Clad in leather lederhosen and eyeliner, the Italians and their song Zitti E Buoni beat stiff competition from France and Switzerland to win the 65th Eurovision.
But there was heartbreak for French singer Barbara Pravi, who came agonisingly close to ending her country's 44 years of hurt since its last Eurovision win with her moody number Voila.
The nail-biting finish capped a night of glitz and glamour in the Dutch port city, despite tough pandemic restrictions that limited the live audience at the Ahoy Arena to 3,500 people.
The competition in Rotterdam was cancelled last year for the first time in the history of the 65-year-old tournament, one of the world's most watched television events with about 200 million viewers.
But the theme of this year's Eurovision was "Open Up", and the Dutch government-backed coronavirus restrictions could be a model for events such as Euro 2020 and the Tokyo Olympics as the world slowly emerges from lockdown.
The run-up featured coronavirus scares, with Iceland's entry Dadi og Gagnamagnid ruled out of performing live when a band member tested positive for Covid.
Dutch 2019 winner Duncan Laurence meanwhile was also unable to take to the stage after coming down with symptoms of the disease during rehearsals this week.
But the mood of the love-it or hate-it extravaganza was relentlessly upbeat, with the focus back on where it should be – the weird and wonderful songs, cheesy lyrics and flamboyant costumes.
Highlights included Norway's contestant Tix, who took to the stage in huge white angel wings, and who takes his stage name from the tics that he suffers as a result of having Tourette Syndrome.
Russia's contestant Manizha angered conservatives with her song Russian Woman – even as she wowed audiences during the semi-finals with a huge Russian doll-style dress that burst open to reveal the singer in a red boiler suit.
A year ago, the Rotterdam Ahoy venue was being used as a makeshift hospital for coronavirus victims, and the shadow of the disease still hung over this year's contest.

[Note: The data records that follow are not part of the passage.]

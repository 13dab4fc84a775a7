// src/oauth2.rs

use base64::{engine::general_purpose::STANDARD, Engine};
use eyre::{eyre, Result};
use log::{debug, info};
use serde::{Deserialize, Serialize};
use std::fs;
use std::io::{self, BufRead, Write};
use std::path::Path;

const TOKEN_ENDPOINT: &str = "https://oauth2.googleapis.com/token";
const CONSENT_ENDPOINT: &str = "https://accounts.google.com/o/oauth2/auth";
const GMAIL_SCOPE: &str = "https://mail.google.com/";

/// Loopback redirect; the user copies the `code` query param out of the
/// address bar after consenting.
const REDIRECT_URI: &str = "http://localhost";

/// The persisted OAuth credential — the one durable artifact of the tool.
#[derive(Debug, Clone, Serialize, Deserialize)]
pub struct StoredToken {
    pub client_id: String,
    pub client_secret: String,
    pub refresh_token: String,
}

/// Response from Google's token endpoint.
#[derive(Debug, Deserialize)]
struct TokenResponse {
    access_token: String,
    expires_in: u64,
    token_type: String,
    refresh_token: Option<String>,
}

impl StoredToken {
    pub fn load(path: &Path) -> Result<Self> {
        let content = fs::read_to_string(path)
            .map_err(|e| eyre!("Failed to read token file {}: {}", path.display(), e))?;
        serde_json::from_str(&content)
            .map_err(|e| eyre!("Failed to parse token file {}: {}", path.display(), e))
    }

    pub fn save(&self, path: &Path) -> Result<()> {
        if let Some(parent) = path.parent() {
            fs::create_dir_all(parent)
                .map_err(|e| eyre!("Failed to create {}: {}", parent.display(), e))?;
        }
        let content = serde_json::to_string_pretty(self)
            .map_err(|e| eyre!("Failed to serialize token: {}", e))?;
        fs::write(path, content)
            .map_err(|e| eyre!("Failed to write token file {}: {}", path.display(), e))?;
        info!("Token saved to {}", path.display());
        Ok(())
    }

    /// Refresh the access token using the stored refresh token.
    pub fn refresh_access_token(&self) -> Result<String> {
        info!("Refreshing OAuth2 access token");

        let response = ureq::post(TOKEN_ENDPOINT)
            .send_form(&[
                ("client_id", self.client_id.as_str()),
                ("client_secret", self.client_secret.as_str()),
                ("refresh_token", self.refresh_token.as_str()),
                ("grant_type", "refresh_token"),
            ])
            .map_err(|e| eyre!("Failed to refresh OAuth2 token: {}", e))?;

        let token_response: TokenResponse = response
            .into_json()
            .map_err(|e| eyre!("Failed to parse token response: {}", e))?;

        debug!(
            "Got new {} access token (expires in {} seconds)",
            token_response.token_type, token_response.expires_in
        );

        Ok(token_response.access_token)
    }
}

/// Exchange a pasted authorization code for a refresh token.
fn exchange_authorization_code(
    client_id: &str,
    client_secret: &str,
    code: &str,
) -> Result<StoredToken> {
    let response = ureq::post(TOKEN_ENDPOINT)
        .send_form(&[
            ("client_id", client_id),
            ("client_secret", client_secret),
            ("code", code),
            ("redirect_uri", REDIRECT_URI),
            ("grant_type", "authorization_code"),
        ])
        .map_err(|e| eyre!("Failed to exchange authorization code: {}", e))?;

    let token_response: TokenResponse = response
        .into_json()
        .map_err(|e| eyre!("Failed to parse token response: {}", e))?;

    let refresh_token = token_response
        .refresh_token
        .ok_or_else(|| eyre!("Google returned no refresh token; revoke the app's access and retry"))?;

    Ok(StoredToken {
        client_id: client_id.to_string(),
        client_secret: client_secret.to_string(),
        refresh_token,
    })
}

/// URL the user opens in a browser to consent to IMAP access.
pub fn consent_url(client_id: &str) -> String {
    format!(
        "{}?client_id={}&redirect_uri={}&response_type=code&scope={}&access_type=offline&prompt=consent",
        CONSENT_ENDPOINT, client_id, REDIRECT_URI, GMAIL_SCOPE
    )
}

/// One-time credential setup: prompt for the OAuth client, exchange a pasted
/// authorization code, and persist the token file.
pub fn run_auth(token_path: &Path) -> Result<()> {
    let stdin = io::stdin();
    let mut lines = stdin.lock().lines();

    println!("One-time Gmail OAuth setup.");
    println!();
    println!("1. Go to https://console.cloud.google.com/");
    println!("2. Create or select a project -> APIs & Services -> Credentials");
    println!("3. Create credentials -> OAuth client ID (Desktop app)");
    println!();

    let client_id = prompt(&mut lines, "Client id: ")?;
    let client_secret = prompt(&mut lines, "Client secret: ")?;

    println!();
    println!("Open this URL, sign in, and allow access:");
    println!("  {}", consent_url(&client_id));
    println!();
    println!("The browser will land on a localhost URL; copy the value of its");
    println!("'code' query parameter and paste it here.");

    let code = prompt(&mut lines, "Authorization code: ")?;

    let token = exchange_authorization_code(&client_id, &client_secret, &code)?;
    token.save(token_path)?;

    println!("Gmail OAuth done. Token saved to {}", token_path.display());
    println!("You can run 'link-relay forward' now; it will use this token instead of a password.");
    Ok(())
}

fn prompt(lines: &mut impl Iterator<Item = io::Result<String>>, label: &str) -> Result<String> {
    print!("{}", label);
    io::stdout().flush().ok();
    let line = lines
        .next()
        .ok_or_else(|| eyre!("stdin closed"))?
        .map_err(|e| eyre!("Failed to read input: {}", e))?;
    let value = line.trim().to_string();
    if value.is_empty() {
        return Err(eyre!("Empty input for {}", label.trim_end_matches(": ")));
    }
    Ok(value)
}

/// Build the XOAUTH2 authentication string for IMAP.
///
/// Format: base64("user=" + email + "\x01auth=Bearer " + access_token + "\x01\x01")
pub fn build_xoauth2_string(email: &str, access_token: &str) -> String {
    let auth_string = format!("user={}\x01auth=Bearer {}\x01\x01", email, access_token);
    STANDARD.encode(auth_string.as_bytes())
}

/// XOAUTH2 authenticator for the imap crate.
pub struct XOAuth2Authenticator {
    response: String,
}

impl XOAuth2Authenticator {
    pub fn new(email: &str, access_token: &str) -> Self {
        Self {
            response: build_xoauth2_string(email, access_token),
        }
    }
}

impl imap::Authenticator for XOAuth2Authenticator {
    type Response = String;

    fn process(&self, _challenge: &[u8]) -> Self::Response {
        self.response.clone()
    }
}
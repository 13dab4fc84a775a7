// src/extract.rs

use eyre::{eyre, Result};
use log::debug;
use regex::Regex;

use crate::message::CandidateMessage;

/// Default pattern for Claude.ai sign-in links, both the magic-link and the
/// login forms. The character class stops at whitespace, quotes, and closing
/// brackets so a match never swallows surrounding markup.
pub const DEFAULT_LINK_PATTERN: &str =
    r#"(?i)https://claude\.ai/(?:magic-link|login)[^\s"'<>)\]]*"#;

/// Finds the sign-in link in a message body. Absence is a normal outcome,
/// reported as `None`.
#[derive(Debug, Clone)]
pub struct LinkMatcher {
    regex: Regex,
}

impl LinkMatcher {
    pub fn new(pattern: &str) -> Result<Self> {
        let regex =
            Regex::new(pattern).map_err(|e| eyre!("Invalid link pattern '{}': {}", pattern, e))?;
        Ok(LinkMatcher { regex })
    }

    /// Pull the first matching link out of a candidate message, preferring
    /// the plain-text form over HTML.
    pub fn extract(&self, msg: &CandidateMessage) -> Option<String> {
        if let Some(text) = msg.text.as_deref() {
            if let Some(url) = self.find_in(text) {
                debug!("Link found in text/plain body of UID {}", msg.uid);
                return Some(url);
            }
        }
        if let Some(html) = msg.html.as_deref() {
            if let Some(url) = self.find_in(&decode_entities(html)) {
                debug!("Link found in text/html body of UID {}", msg.uid);
                return Some(url);
            }
        }
        None
    }

    fn find_in(&self, text: &str) -> Option<String> {
        self.regex
            .find(text)
            .map(|m| {
                m.as_str()
                    .trim_end_matches(['\'', '"', '>', ')', ']'])
                    .to_string()
            })
            .filter(|url| !url.is_empty())
    }
}

impl Default for LinkMatcher {
    fn default() -> Self {
        LinkMatcher {
            regex: Regex::new(DEFAULT_LINK_PATTERN).expect("valid default pattern"),
        }
    }
}

/// Decode HTML character references so entity-encoded URLs (`&amp;` etc.)
/// match the link pattern. Unknown entities pass through untouched.
pub fn decode_entities(s: &str) -> String {
    let mut out = String::with_capacity(s.len());
    let mut rest = s;
    while let Some(pos) = rest.find('&') {
        out.push_str(&rest[..pos]);
        rest = &rest[pos..];

        // entity names are short; scan a bounded window for the terminator
        let end = rest
            .char_indices()
            .take(12)
            .find(|(_, c)| *c == ';')
            .map(|(i, _)| i);

        if let Some(end) = end {
            if let Some(decoded) = decode_entity(&rest[1..end]) {
                out.push(decoded);
                rest = &rest[end + 1..];
                continue;
            }
        }
        out.push('&');
        rest = &rest[1..];
    }
    out.push_str(rest);
    out
}

fn decode_entity(name: &str) -> Option<char> {
    match name {
        "amp" => Some('&'),
        "lt" => Some('<'),
        "gt" => Some('>'),
        "quot" => Some('"'),
        "apos" => Some('\''),
        "nbsp" => Some(' '),
        _ => {
            let code = if let Some(hex) = name.strip_prefix("#x").or_else(|| name.strip_prefix("#X")) {
                u32::from_str_radix(hex, 16).ok()?
            } else if let Some(dec) = name.strip_prefix('#') {
                dec.parse().ok()?
            } else {
                return None;
            };
            char::from_u32(code)
        }
    }
}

Contestants were in a "bubble" during the competition and every one of the thousands of people entering the Eurovision site had to be tested for virus.
But that failed to dissuade fans from turning up to celebrate.
"I think it's the beginning of a new start," Saskia Scharree, 51, wearing a white and orange blazer decorated with traditional blue Dutch pottery designs said.
"When something as big as this happens in Holland, you're going to join in," said Scharree, who herself recovered from being "very ill" with Covid-19 last year.
Flag-waving Finnish fan Oona Sainio, 27, said she and her family had come to soak up the atmosphere despite not having tickets.
"We're big Eurovision fans and we wanted to be close to where it's all happening," said Sainio, who lives in the Netherlands.